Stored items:
----------

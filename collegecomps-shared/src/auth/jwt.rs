/// Session token generation and validation
///
/// Sessions are HS256 JWTs carried as `Authorization: Bearer <token>`.
/// The token identifies the user only; tier and role are always read from
/// the user row on each request so a subscription change takes effect
/// without re-issuing the token.
///
/// # Security
///
/// - **Algorithm**: HS256 (HMAC with SHA-256)
/// - **Expiration**: 30 days
/// - **Validation**: Signature, expiration, not-before and issuer checks
/// - **Secret Management**: Secrets should be at least 32 bytes (256 bits)
///
/// # Example
///
/// ```
/// use collegecomps_shared::auth::jwt::{create_token, validate_token, Claims};
///
/// # fn example() -> Result<(), Box<dyn std::error::Error>> {
/// let claims = Claims::new(7, "student@example.com");
/// let token = create_token(&claims, "your-secret-key-at-least-32-bytes")?;
///
/// let validated = validate_token(&token, "your-secret-key-at-least-32-bytes")?;
/// assert_eq!(validated.sub, 7);
/// # Ok(())
/// # }
/// ```

use chrono::{Duration, Utc};
use jsonwebtoken::{decode, encode, Algorithm, DecodingKey, EncodingKey, Header, Validation};
use serde::{Deserialize, Serialize};

/// Issuer claim written into every session token
pub const ISSUER: &str = "collegecomps";

/// Session lifetime in days
pub const SESSION_TTL_DAYS: i64 = 30;

/// Error type for JWT operations
#[derive(Debug, thiserror::Error)]
pub enum JwtError {
    /// Failed to create token
    #[error("Failed to create token: {0}")]
    CreateError(String),

    /// Failed to validate token
    #[error("Failed to validate token: {0}")]
    ValidationError(String),

    /// Token has expired
    #[error("Token has expired")]
    Expired,

    /// Invalid issuer
    #[error("Invalid issuer")]
    InvalidIssuer,
}

/// Session claims
///
/// - `sub`: user id
/// - `email`: email at issue time, informational only
/// - `iss`: always [`ISSUER`]
/// - `iat` / `nbf` / `exp`: Unix timestamps
#[derive(Debug, Clone, Serialize, Deserialize)]
pub struct Claims {
    /// Subject - User ID
    pub sub: i64,

    /// Email address at issue time
    pub email: String,

    /// Issuer
    pub iss: String,

    /// Issued at (Unix timestamp)
    pub iat: i64,

    /// Expiration time (Unix timestamp)
    pub exp: i64,

    /// Not before (Unix timestamp)
    pub nbf: i64,
}

impl Claims {
    /// Creates claims with the default session lifetime
    pub fn new(user_id: i64, email: &str) -> Self {
        Self::with_expiration(user_id, email, Duration::days(SESSION_TTL_DAYS))
    }

    /// Creates claims with a custom lifetime
    ///
    /// A negative duration produces an already-expired token, which tests
    /// use to exercise the expiry path.
    pub fn with_expiration(user_id: i64, email: &str, expires_in: Duration) -> Self {
        let now = Utc::now();
        let expiration = now + expires_in;

        Self {
            sub: user_id,
            email: email.to_string(),
            iss: ISSUER.to_string(),
            iat: now.timestamp(),
            exp: expiration.timestamp(),
            nbf: now.timestamp(),
        }
    }

    /// Checks if token has expired
    pub fn is_expired(&self) -> bool {
        Utc::now().timestamp() >= self.exp
    }

    /// Seconds remaining until expiry, zero if already expired
    pub fn expires_in_seconds(&self) -> i64 {
        (self.exp - Utc::now().timestamp()).max(0)
    }
}

/// Signs claims into a compact JWT using HS256
///
/// # Errors
///
/// Returns `JwtError::CreateError` if encoding fails
pub fn create_token(claims: &Claims, secret: &str) -> Result<String, JwtError> {
    let header = Header::new(Algorithm::HS256);
    let key = EncodingKey::from_secret(secret.as_bytes());

    encode(&header, claims, &key)
        .map_err(|e| JwtError::CreateError(format!("Token encoding failed: {}", e)))
}

/// Validates a session token and extracts its claims
///
/// Verifies the signature, `exp`, `nbf` and that `iss` is [`ISSUER`].
/// No leeway is applied to expiry.
pub fn validate_token(token: &str, secret: &str) -> Result<Claims, JwtError> {
    let key = DecodingKey::from_secret(secret.as_bytes());

    let mut validation = Validation::new(Algorithm::HS256);
    validation.set_issuer(&[ISSUER]);
    validation.validate_exp = true;
    validation.validate_nbf = true;
    validation.leeway = 0;

    let token_data = decode::<Claims>(token, &key, &validation).map_err(|e| match e.kind() {
        jsonwebtoken::errors::ErrorKind::ExpiredSignature => JwtError::Expired,
        jsonwebtoken::errors::ErrorKind::InvalidIssuer => JwtError::InvalidIssuer,
        _ => JwtError::ValidationError(format!("Token validation failed: {}", e)),
    })?;

    Ok(token_data.claims)
}

/// Extracts the token from an `Authorization` header value
///
/// Accepts `Bearer <token>` with a case-insensitive scheme.
///
/// ```
/// use collegecomps_shared::auth::jwt::extract_bearer_token;
///
/// assert_eq!(extract_bearer_token("Bearer abc.def"), Some("abc.def"));
/// assert_eq!(extract_bearer_token("Basic abc"), None);
/// ```
pub fn extract_bearer_token(header_value: &str) -> Option<&str> {
    let (scheme, token) = header_value.trim().split_once(' ')?;
    if !scheme.eq_ignore_ascii_case("bearer") {
        return None;
    }

    let token = token.trim();
    if token.is_empty() {
        None
    } else {
        Some(token)
    }
}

----------

→ **Work instructions**: The complete set of entries is to be restated word for word.

→ **Result below**:
filename collegecomps-shared/src/auth/jwt.rs
/// Session token generation and validation
///
/// Sessions are HS256 JWTs carried as `Authorization: Bearer <token>`.
/// The token identifies the user only; tier and role are always read from
/// the user row on each request so a subscription change takes effect
/// without re-issuing the token.
///
/// # Security
///
/// - **Algorithm**: HS256 (HMAC with SHA-256)
/// - **Expiration**: 30 days
/// - **Validation**: Signature, expiration, not-before and issuer checks
/// - **Secret Management**: Secrets should be at least 32 bytes (256 bits)
///
/// # Example
///
/// ```
/// use collegecomps_shared::auth::jwt::{create_token, validate_token, Claims};
///
/// # fn example() -> Result<(), Box<dyn std::error::Error>> {
/// let claims = Claims::new(7, "student@example.com");
/// let token = create_token(&claims, "your-secret-key-at-least-32-bytes")?;
///
/// let validated = validate_token(&token, "your-secret-key-at-least-32-bytes")?;
/// assert_eq!(validated.sub, 7);
/// # Ok(())
/// # }
/// ```

use chrono::{Duration, Utc};
use jsonwebtoken::{decode, encode, Algorithm, DecodingKey, EncodingKey, Header, Validation};
use serde::{Deserialize, Serialize};

/// Issuer claim written into every session token
pub const ISSUER: &str = "collegecomps";

/// Session lifetime in days
pub const SESSION_TTL_DAYS: i64 = 30;

/// Error type for JWT operations
#[derive(Debug, thiserror::Error)]
pub enum JwtError {
    /// Failed to create token
    #[error("Failed to create token: {0}")]
    CreateError(String),

    /// Failed to validate token
    #[error("Failed to validate token: {0}")]
    ValidationError(String),

    /// Token has expired
    #[error("Token has expired")]
    Expired,

    /// Invalid issuer
    #[error("Invalid issuer")]
    InvalidIssuer,
}

/// Session claims
///
/// - `sub`: user id
/// - `email`: email at issue time, informational only
/// - `iss`: always [`ISSUER`]
/// - `iat` / `nbf` / `exp`: Unix timestamps
#[derive(Debug, Clone, Serialize, Deserialize)]
pub struct Claims {
    /// Subject - User ID
    pub sub: i64,

    /// Email address at issue time
    pub email: String,

    /// Issuer
    pub iss: String,

    /// Issued at (Unix timestamp)
    pub iat: i64,

    /// Expiration time (Unix timestamp)
    pub exp: i64,

    /// Not before (Unix timestamp)
    pub nbf: i64,
}

impl Claims {
    /// Creates claims with the default session lifetime
    pub fn new(user_id: i64, email: &str) -> Self {
        Self::with_expiration(user_id, email, Duration::days(SESSION_TTL_DAYS))
    }

    /// Creates claims with a custom lifetime
    ///
    /// A negative duration produces an already-expired token, which tests
    /// use to exercise the expiry path.
    pub fn with_expiration(user_id: i64, email: &str, expires_in: Duration) -> Self {
        let now = Utc::now();
        let expiration = now + expires_in;

        Self {
            sub: user_id,
            email: email.to_string(),
            iss: ISSUER.to_string(),
            iat: now.timestamp(),
            exp: expiration.timestamp(),
            nbf: now.timestamp(),
        }
    }

    /// Checks if token has expired
    pub fn is_expired(&self) -> bool {
        Utc::now().timestamp() >= self.exp
    }

    /// Seconds remaining until expiry, zero if already expired
    pub fn expires_in_seconds(&self) -> i64 {
        (self.exp - Utc::now().timestamp()).max(0)
    }
}

/// Signs claims into a compact JWT using HS256
///
/// # Errors
///
/// Returns `JwtError::CreateError` if encoding fails
pub fn create_token(claims: &Claims, secret: &str) -> Result<String, JwtError> {
    let header = Header::new(Algorithm::HS256);
    let key = EncodingKey::from_secret(secret.as_bytes());

    encode(&header, claims, &key)
        .map_err(|e| JwtError::CreateError(format!("Token encoding failed: {}", e)))
}

/// Validates a session token and extracts its claims
///
/// Verifies the signature, `exp`, `nbf` and that `iss` is [`ISSUER`].
/// No leeway is applied to expiry.
pub fn validate_token(token: &str, secret: &str) -> Result<Claims, JwtError> {
    let key = DecodingKey::from_secret(secret.as_bytes());

    let mut validation = Validation::new(Algorithm::HS256);
    validation.set_issuer(&[ISSUER]);
    validation.validate_exp = true;
    validation.validate_nbf = true;
    validation.leeway = 0;

    let token_data = decode::<Claims>(token, &key, &validation).map_err(|e| match e.kind() {
        jsonwebtoken::errors::ErrorKind::ExpiredSignature => JwtError::Expired,
        jsonwebtoken::errors::ErrorKind::InvalidIssuer => JwtError::InvalidIssuer,
        _ => JwtError::ValidationError(format!("Token validation failed: {}", e)),
    })?;

    Ok(token_data.claims)
}

/// Extracts the token from an `Authorization` header value
///
/// Accepts `Bearer <token>` with a case-insensitive scheme.
///
/// ```
/// use collegecomps_shared::auth::jwt::extract_bearer_token;
///
/// assert_eq!(extract_bearer_token("Bearer abc.def"), Some("abc.def"));
/// assert_eq!(extract_bearer_token("Basic abc"), None);
/// ```
pub fn extract_bearer_token(header_value: &str) -> Option<&str> {
    let (scheme, token) = header_value.trim().split_once(' ')?;
    if !scheme.eq_ignore_ascii_case("bearer") {
        return None;
    }

    let token = token.trim();
    if token.is_empty() {
        None
    } else {
        Some(token)
    }
}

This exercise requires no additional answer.